Published: 2026-06-01 โ€ข Updated: 2026-06-20

Integrating AWS Bedrock and Amazon SageMaker with Spring Boot

As enterprise Java applications evolve, integrating artificial intelligence and machine learning directly into business logic has become a standard requirement. AWS provides two powerful ecosystems for this: AWS Bedrock (for serverless access to industry-leading foundational models like Anthropic Claude, Meta Llama, and Amazon Titan) and Amazon SageMaker (for deploying, training, and hosting custom-built machine learning models). This guide will walk you through integrating both services into a production-grade Spring Boot application using the AWS SDK for Java v2.

If you have not yet provisioned the necessary cloud topology parameters or IAM execution definitions to host these runtimes, review our end-to-end infrastructure automation playbook: Provisioning AWS AI Infrastructure with Terraform.

Understanding the Architecture

Before writing code, it is crucial to understand when to use AWS Bedrock versus Amazon SageMaker. Bedrock is ideal for Generative AI tasks where you want to leverage pre-trained, state-of-the-art foundation models via a simple API. SageMaker is designed for traditional machine learning (like classification, regression, and clustering) or custom deep learning models where you manage the underlying hosting endpoints.

+-------------------------------------------------------------+
|                     Spring Boot Application                 |
+------------------------------+------------------------------+
                               |
                +--------------+--------------+
                |                             |
                v (Serverless API)            v (Custom Endpoint)
        +---------------+             +------------------+
        |  AWS Bedrock  |             | Amazon SageMaker |
        |  (Claude,     |             | (Custom XGBoost, |
        |  Llama, etc.) |             | PyTorch, etc.)   |
        +---------------+             +------------------+
        

To evaluate how these target configurations fit inside a decentralized system boundary before building concrete service endpoints, check out Designing AI-Driven Microservices Architectures.

Prerequisites and Dependencies

To interact with AWS Bedrock and SageMaker, your Spring Boot application requires the AWS SDK for Java v2. Add the following dependencies to your Maven pom.xml file. We manage the SDK versions using the AWS Bill of Materials (BOM) to ensure compatibility.

<dependencyManagement>
    <dependencies>
        <dependency>
            <groupId>software.amazon.awssdk</groupId>
            <artifactId>bom</artifactId>
            <version>2.25.15</version>
            <type>pom</type>
            <scope>import</scope>
        </dependency>
    </dependencies>
</dependencyManagement>

<dependencies>
    <!-- AWS SDK for Bedrock Runtime -->
    <dependency>
        <groupId>software.amazon.awssdk</groupId>
        <artifactId>bedrockruntime</artifactId>
    </dependency>
    <!-- AWS SDK for SageMaker Runtime -->
    <dependency>
        <groupId>software.amazon.awssdk</groupId>
        <artifactId>sagemakerruntime</artifactId>
    </dependency>
    <!-- Spring Boot Starter Web -->
    <dependency>
        <groupId>org.springframework.boot</groupId>
        <artifactId>spring-boot-starter-web</artifactId>
    </dependency>
</dependencies>

For a detailed breakdown of aligning your local workstation parameters and compiler configurations to utilize these libraries efficiently, see Setting up Java Development Environment for AI.

Integrating AWS Bedrock in Spring Boot

AWS Bedrock allows you to execute inference on foundation models. In this example, we will configure the BedrockRuntimeClient and invoke the Anthropic Claude 3 Sonnet model using a JSON payload.

1. Configuration Class

We define a configuration class to initialize the BedrockRuntimeClient bean.
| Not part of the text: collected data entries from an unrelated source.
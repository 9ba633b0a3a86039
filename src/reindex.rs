//!
//! Reindex notifier
//! ----------------
//! Fire-and-forget signalling to the search index after every mutating file
//! operation. Jobs are handed to a bounded in-process channel and forwarded
//! to the external task queue's "indexing" channel by a background task; the
//! triggering operation never waits on, retries, or inspects the outcome.

use serde_json::json;
use std::sync::Arc;
use tokio::sync::mpsc;
use tracing::{debug, warn};

use crate::clients::TaskQueue;

/// Queue channel the external consumer reads reindex jobs from.
pub const INDEXING_CHANNEL: &str = "indexing";

/// Task name understood by the external queue consumer.
pub const REINDEX_TASK: &str = "reindex_files";

/// A deferred index refresh for one node of the file tree.
/// `levels` bounds how many directory levels below `file_id` the refresh
/// traverses; `None` means just this node.
#[derive(Debug, Clone, PartialEq, Eq)]
pub struct ReindexJob {
    pub username: String,
    pub file_id: String,
    pub levels: Option<u32>,
}

/// Cheap cloneable handle used by adapters to enqueue reindex jobs.
#[derive(Clone)]
pub struct ReindexNotifier {
    tx: mpsc::Sender<ReindexJob>,
    username: String,
}

impl ReindexNotifier {
    /// Create a notifier whose jobs are forwarded to `queue` by a spawned
    /// background task. `username` is the service identity stamped onto
    /// every job.
    pub fn spawn(queue: Arc<dyn TaskQueue>, username: impl Into<String>, capacity: usize) -> Self {
        let (notifier, mut rx) = Self::channel(username, capacity);
        tokio::spawn(async move {
            while let Some(job) = rx.recv().await {
                let payload = json!({
                    "username": job.username,
                    "file_id": job.file_id,
                    "levels": job.levels,
                });
                match queue.submit(INDEXING_CHANNEL, REINDEX_TASK, &payload).await {
                    Ok(()) => debug!(file_id = %job.file_id, levels = ?job.levels, "reindex job submitted"),
                    // Reindex failures never affect the primary operation.
                    Err(e) => warn!(file_id = %job.file_id, "reindex submission failed: {}", e),
                }
            }
        });
        notifier
    }

    /// Channel-only constructor; the caller owns the receiving end. Used by
    /// tests to observe exactly which jobs an operation enqueued.
    pub fn channel(username: impl Into<String>, capacity: usize) -> (Self, mpsc::Receiver<ReindexJob>) {
        let (tx, rx) = mpsc::channel(capacity);
        (Self { tx, username: username.into() }, rx)
    }

    /// Hand a job to the outbound channel. Returns immediately; a full or
    /// closed channel is logged and dropped, never surfaced to the caller.
    pub fn notify(&self, file_id: &str, levels: Option<u32>) {
        let job = ReindexJob { username: self.username.clone(), file_id: file_id.to_string(), levels };
        if let Err(e) = self.tx.try_send(job) {
            warn!(file_id = %file_id, "reindex job dropped: {}", e);
        }
    }

    /// Build the `{system}/{path}` file-id the index consumer expects.
    /// The root path yields `{system}/`.
    pub fn file_id(system: &str, path: &str) -> String {
        let norm = crate::paths::normalize(path);
        if norm == crate::paths::ROOT {
            format!("{}/", system)
        } else {
            format!("{}/{}", system, norm)
        }
    }
}

#[cfg(test)]
mod tests {
    use super::*;

    #[test]
    fn file_id_normalizes_path_and_keeps_root_marker() {
        assert_eq!(ReindexNotifier::file_id("sys1", "/a/b/"), "sys1/a/b");
        assert_eq!(ReindexNotifier::file_id("sys1", "/"), "sys1/");
    }

    #[tokio::test]
    async fn notify_is_nonblocking_and_ordered() {
        let (notifier, mut rx) = ReindexNotifier::channel("depot_admin", 8);
        notifier.notify("sys1/a", Some(1));
        notifier.notify("sys1/b", None);
        let first = rx.try_recv().unwrap();
        assert_eq!(first.file_id, "sys1/a");
        assert_eq!(first.levels, Some(1));
        assert_eq!(first.username, "depot_admin");
        assert_eq!(rx.try_recv().unwrap().file_id, "sys1/b");
        assert!(rx.try_recv().is_err());
    }

    #[tokio::test]
    async fn full_channel_drops_instead_of_blocking() {
        let (notifier, mut rx) = ReindexNotifier::channel("depot_admin", 1);
        notifier.notify("sys1/a", None);
        notifier.notify("sys1/b", None);
        assert_eq!(rx.try_recv().unwrap().file_id, "sys1/a");
        assert!(rx.try_recv().is_err());
    }
}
It automatically resolves credentials from the default AWS credential provider chain (IAM roles, environment variables, or local AWS profiles).
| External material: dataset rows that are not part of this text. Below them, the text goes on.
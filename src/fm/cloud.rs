//!
//! Consumer cloud adapter
//! ----------------------
//! Normalizes the cloud provider's item-oriented API into the common
//! `FileManager` contract. The provider owns its own namespace (no
//! system-ids), so the configured cloud system label stands in for `system`
//! everywhere, and search goes through the provider's native search rather
//! than the depot index. Collision and reindex policies match the gateway
//! adapter.

use async_trait::async_trait;
use chrono::Utc;
use std::sync::Arc;

use crate::clients::{ClientError, CloudStorage};
use crate::error::{AppError, AppResult};
use crate::fm::{DownloadHandle, FileManager, FileResource, PermissionRecord, UploadedFile};
use crate::paths;
use crate::reindex::ReindexNotifier;

pub struct CloudFileManager {
    cloud: Arc<dyn CloudStorage>,
    notifier: ReindexNotifier,
    system: String,
}

impl CloudFileManager {
    pub fn new(cloud: Arc<dyn CloudStorage>, notifier: ReindexNotifier, system: impl Into<String>) -> Self {
        Self { cloud, notifier, system: system.into() }
    }

    fn notify(&self, path: &str, levels: Option<u32>) {
        self.notifier.notify(&ReindexNotifier::file_id(&self.system, path), levels);
    }
}

#[async_trait]
impl FileManager for CloudFileManager {
    fn backend_name(&self) -> &'static str {
        "cloud"
    }

    fn default_system(&self) -> &str {
        &self.system
    }

    async fn listing(&self, _system: &str, path: &str, offset: usize, limit: usize) -> AppResult<Vec<FileResource>> {
        Ok(self.cloud.children(path, offset, limit).await?)
    }

    async fn upload(&self, _system: &str, path: &str, file: &UploadedFile) -> AppResult<FileResource> {
        let created = self.cloud.upload(path, &file.file_name, file.content.clone()).await?;
        self.notify(path, Some(1));
        Ok(created)
    }

    async fn download(&self, _system: &str, path: &str) -> AppResult<DownloadHandle> {
        self.cloud.entry(path).await?;
        Ok(self.cloud.share_link(path).await?)
    }

    async fn mkdir(&self, _system: &str, path: &str, dir_name: &str) -> AppResult<FileResource> {
        let created = self.cloud.new_folder(path, dir_name).await?;
        self.notify(path, None);
        Ok(created)
    }

    async fn copy(&self, _system: &str, path: &str, dest_path: Option<&str>, dest_name: Option<&str>) -> AppResult<FileResource> {
        let src = self.cloud.entry(path).await?;
        let src_dir = paths::parent(path);
        let src_name = src.name;

        let dest_dir = dest_path.map(paths::normalize).unwrap_or_else(|| src_dir.clone());
        let mut name = dest_name.map(str::to_string).unwrap_or_else(|| src_name.clone());

        if dest_dir == src_dir && name == src_name {
            name = paths::copy_name(&name);
            loop {
                match self.cloud.entry(&paths::join(&dest_dir, &name)).await {
                    Ok(_) => name = paths::copy_name(&name),
                    Err(ClientError::NotFound(_)) => break,
                    Err(e) => return Err(e.into()),
                }
            }
        }

        let copied = self.cloud.copy_to(path, &dest_dir, &name).await?;
        self.notify(&paths::join(&dest_dir, &name), None);
        Ok(copied)
    }

    async fn move_to(&self, _system: &str, path: &str, dest_path: &str, dest_name: Option<&str>) -> AppResult<FileResource> {
        let moved = self.cloud.move_to(path, dest_path, dest_name).await?;
        self.notify(&paths::parent(path), Some(1));
        self.notify(&paths::join(dest_path, &moved.name), Some(1));
        Ok(moved)
    }

    async fn rename(&self, _system: &str, path: &str, new_name: &str) -> AppResult<FileResource> {
        let renamed = self.cloud.rename(path, new_name).await?;
        self.notify(&paths::parent(path), Some(1));
        Ok(renamed)
    }

    async fn delete(&self, _system: &str, path: &str) -> AppResult<()> {
        self.cloud.remove(path).await?;
        self.notify(&paths::parent(path), Some(1));
        Ok(())
    }

    async fn trash(&self, _system: &str, path: &str, trash_path: &str) -> AppResult<FileResource> {
        let mut name = paths::file_name(path);

        match self.cloud.entry(&paths::join(trash_path, &name)).await {
            Ok(_) => name = paths::trash_name(&name, Utc::now()),
            Err(ClientError::NotFound(_)) => {}
            Err(e) => return Err(e.into()),
        }

        let moved = self.cloud.move_to(path, trash_path, Some(&name)).await?;
        self.notify(trash_path, Some(1));
        self.notify(&paths::parent(path), Some(1));
        Ok(moved)
    }

    async fn share(&self, _system: &str, path: &str, username: &str, permission: &str) -> AppResult<PermissionRecord> {
        self.cloud.invite(path, username, permission).await?;
        self.notify(path, None);
        Ok(PermissionRecord { username: username.to_string(), permission: permission.to_string(), recursive: false })
    }

    async fn list_permissions(&self, _system: &str, _path: &str) -> AppResult<Vec<PermissionRecord>> {
        // The provider exposes collaborations per invite, not per entry.
        Ok(Vec::new())
    }

    async fn import_data(&self, _system: &str, _path: &str, _from_system: &str, _from_path: &str) -> AppResult<FileResource> {
        Err(AppError::bad_request("unsupported_operation", "import_data is not supported by the cloud backend"))
    }

    async fn search(&self, q: &str, offset: usize, limit: usize) -> AppResult<Vec<FileResource>> {
        Ok(self.cloud.search(q, offset, limit).await?)
    }
}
package com.example.ai.config;

import org.springframework.context.annotation.Bean;
import org.springframework.context.annotation.Configuration;
import software.amazon.awssdk.regions.Region;
import software.amazon.awssdk.services.bedrockruntime.BedrockRuntimeClient;

@Configuration
public class AwsBedrockConfig {

    @Bean
    public BedrockRuntimeClient bedrockRuntimeClient() {
        return BedrockRuntimeClient.builder()
                .region(Region.US_EAST_1)
                .build();
    }
}

2. Bedrock Service Implementation

Next, we create a service that constructs the required JSON payload for the target model, invokes the Bedrock API, and parses the response. Note that different foundation models expect different JSON structures.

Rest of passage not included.